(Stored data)
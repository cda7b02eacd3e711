//! Deterministic prompt assembly: story state plus trimmed history in,
//! model-ready message list out.

use crate::ai::ChatMessage;
use crate::db::{LoreEntry, Story, StoryMessage};

/// Narrative voice of a turn. Anything unrecognized collapses to `Story`.
#[derive(Debug, Clone, Copy, PartialEq, Eq)]
pub enum Mode {
    Do,
    Say,
    Story,
    Continue,
}

impl Mode {
    pub fn normalize(value: Option<&str>) -> Self {
        match value.unwrap_or("").trim().to_lowercase().as_str() {
            "do" => Mode::Do,
            "say" => Mode::Say,
            "continue" => Mode::Continue,
            _ => Mode::Story,
        }
    }

    pub fn as_str(self) -> &'static str {
        match self {
            Mode::Do => "do",
            Mode::Say => "say",
            Mode::Story => "story",
            Mode::Continue => "continue",
        }
    }
}

/// Lore tag marking the player character; the model already speaks as the
/// player's narrator, so re-injecting them as lore is pure noise.
const PLAYER_TAG: &str = "player";

/// The player-visible phrasing of an input, also used when folding the
/// turn into the summary. Continuation turns render empty (no echo).
pub fn format_user_visible(mode: Mode, text: &str) -> String {
    let text = text.trim();
    match mode {
        Mode::Continue => String::new(),
        Mode::Say if !text.is_empty() => format!("You say: \"{text}\""),
        Mode::Do if !text.is_empty() => format!("You do: {text}"),
        Mode::Say | Mode::Do => String::new(),
        Mode::Story => text.to_string(),
    }
}

/// The explicit directive tag the model receives every turn.
pub fn format_input_block(mode: Mode, text: &str) -> String {
    format!("MODE: {}\nTEXT: {}", mode.as_str().to_uppercase(), text.trim())
}

fn format_lore(entries: &[&LoreEntry]) -> String {
    let mut lines = Vec::new();
    for entry in entries {
        let title = entry.title.trim();
        let tag = entry.tag.trim();
        let triggers = entry.triggers.trim();
        let description = entry.description.trim();
        let header: Vec<&str> = [tag, title].into_iter().filter(|p| !p.is_empty()).collect();
        if header.is_empty() {
            lines.push("* Lore Entry".to_string());
        } else {
            lines.push(format!("* {}", header.join(" - ")));
        }
        if !triggers.is_empty() {
            lines.push(format!("  Triggers: {triggers}"));
        }
        if !description.is_empty() {
            lines.push(format!("  {description}"));
        }
    }
    lines.join("\n")
}

/// Drop the player-character entry and entries already covered verbatim
/// by Plot Essentials (by title or any trigger token).
fn filter_lore<'a>(entries: &'a [LoreEntry], plot_essentials: &str) -> Vec<&'a LoreEntry> {
    let essentials = plot_essentials.to_lowercase();
    entries
        .iter()
        .filter(|e| !e.tag.trim().eq_ignore_ascii_case(PLAYER_TAG))
        .filter(|e| {
            if essentials.is_empty() {
                return true;
            }
            let title = e.title.trim().to_lowercase();
            if !title.is_empty() && essentials.contains(&title) {
                return false;
            }
            !e.triggers
                .split(',')
                .map(|t| t.trim().to_lowercase())
                .filter(|t| !t.is_empty())
                .any(|t| essentials.contains(&t))
        })
        .collect()
}

/// Render the structured story state into the single system message.
/// Only non-empty sections appear, in fixed order.
pub fn render_system_prompt(
    story: &Story,
    summary: &str,
    lore_entries: &[LoreEntry],
) -> String {
    let mut sections = Vec::new();

    let instructions = story.ai_instructions.trim();
    if !instructions.is_empty() {
        sections.push(format!("[AI INSTRUCTIONS]\n{instructions}"));
    }
    let summary = summary.trim();
    if !summary.is_empty() {
        sections.push(format!("[PLOT SUMMARY]\n{summary}"));
    }
    let essentials = story.plot_essentials.trim();
    if !essentials.is_empty() {
        sections.push(format!("[PLOT ESSENTIALS]\n{essentials}"));
    }
    let filtered = filter_lore(lore_entries, &story.plot_essentials);
    let lore_block = format_lore(&filtered);
    if !lore_block.is_empty() {
        sections.push(format!("[LORE]\n{lore_block}"));
    }
    let note = story.author_note.trim();
    if !note.is_empty() {
        sections.push(format!("[AUTHOR NOTE]\n{note}"));
    }

    sections.join("\n\n")
}

/// History pairs: one user message plus its following assistant message.
/// Assistant messages with empty text are dropped (in-flight or failed
/// turns), but their user half still counts as a pair.
fn trim_history(history: &[StoryMessage], pairs: usize) -> Vec<&StoryMessage> {
    if pairs == 0 {
        return Vec::new();
    }
    let mut grouped: Vec<Vec<&StoryMessage>> = Vec::new();
    for msg in history {
        if msg.role == "user" {
            grouped.push(vec![msg]);
        } else if let Some(last) = grouped.last_mut() {
            last.push(msg);
        } else {
            // history starting with an assistant message (imported stories)
            grouped.push(vec![msg]);
        }
    }
    let skip = grouped.len().saturating_sub(pairs);
    grouped
        .into_iter()
        .skip(skip)
        .flatten()
        .filter(|m| m.role != "assistant" || !m.text.trim().is_empty())
        .collect()
}

/// Build the full model-ready message sequence for one turn.
pub fn build_chat_messages(
    story: Option<&Story>,
    summary: &str,
    history: &[StoryMessage],
    lore_entries: &[LoreEntry],
    input_text: &str,
    mode: Mode,
    recent_pairs: usize,
    overlap_pairs: usize,
) -> Vec<ChatMessage> {
    let mut messages = Vec::new();

    if let Some(story) = story {
        let system = render_system_prompt(story, summary, lore_entries);
        if !system.is_empty() {
            messages.push(ChatMessage::system(system));
        }
        for msg in trim_history(history, recent_pairs + overlap_pairs) {
            if msg.role == "user" {
                let mode = Mode::normalize(msg.mode.as_deref());
                let rendered = format_user_visible(mode, &msg.text);
                if !rendered.is_empty() {
                    messages.push(ChatMessage::user(rendered));
                }
            } else {
                messages.push(ChatMessage::assistant(msg.text.trim()));
            }
        }
    }

    messages.push(ChatMessage::user(format_input_block(mode, input_text)));
    messages
}

#[cfg(test)]
mod tests {
    use super::*;

    #[test]
    fn normalize_modes() {
        assert_eq!(Mode::normalize(Some("say")), Mode::Say);
        assert_eq!(Mode::normalize(Some(" DO ")), Mode::Do);
        assert_eq!(Mode::normalize(Some("continue")), Mode::Continue);
        assert_eq!(Mode::normalize(Some("poem")), Mode::Story);
        assert_eq!(Mode::normalize(None), Mode::Story);
    }

    #[test]
    fn user_visible_formatting() {
        assert_eq!(format_user_visible(Mode::Say, "hello"), "You say: \"hello\"");
        assert_eq!(format_user_visible(Mode::Do, "open the door"), "You do: open the door");
        assert_eq!(format_user_visible(Mode::Continue, "anything"), "");
        assert_eq!(format_user_visible(Mode::Story, "the rain falls"), "the rain falls");
        assert_eq!(format_user_visible(Mode::Say, "  "), "");
    }

    #[test]
    fn input_block_uppercases_mode() {
        assert_eq!(
            format_input_block(Mode::Story, "look around"),
            "MODE: STORY\nTEXT: look around"
        );
        assert_eq!(format_input_block(Mode::Continue, ""), "MODE: CONTINUE\nTEXT: ");
    }
}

• [Exercise aim]:
Filter the records above and return every line that holds the word "ChatMessage".

• [Reply to the exercise]:
use crate::ai::ChatMessage;
) -> Vec<ChatMessage> {
            messages.push(ChatMessage::system(system));
                    messages.push(ChatMessage::user(rendered));
                messages.push(ChatMessage::assistant(msg.text.trim()));
    messages.push(ChatMessage::user(format_input_block(mode, input_text)));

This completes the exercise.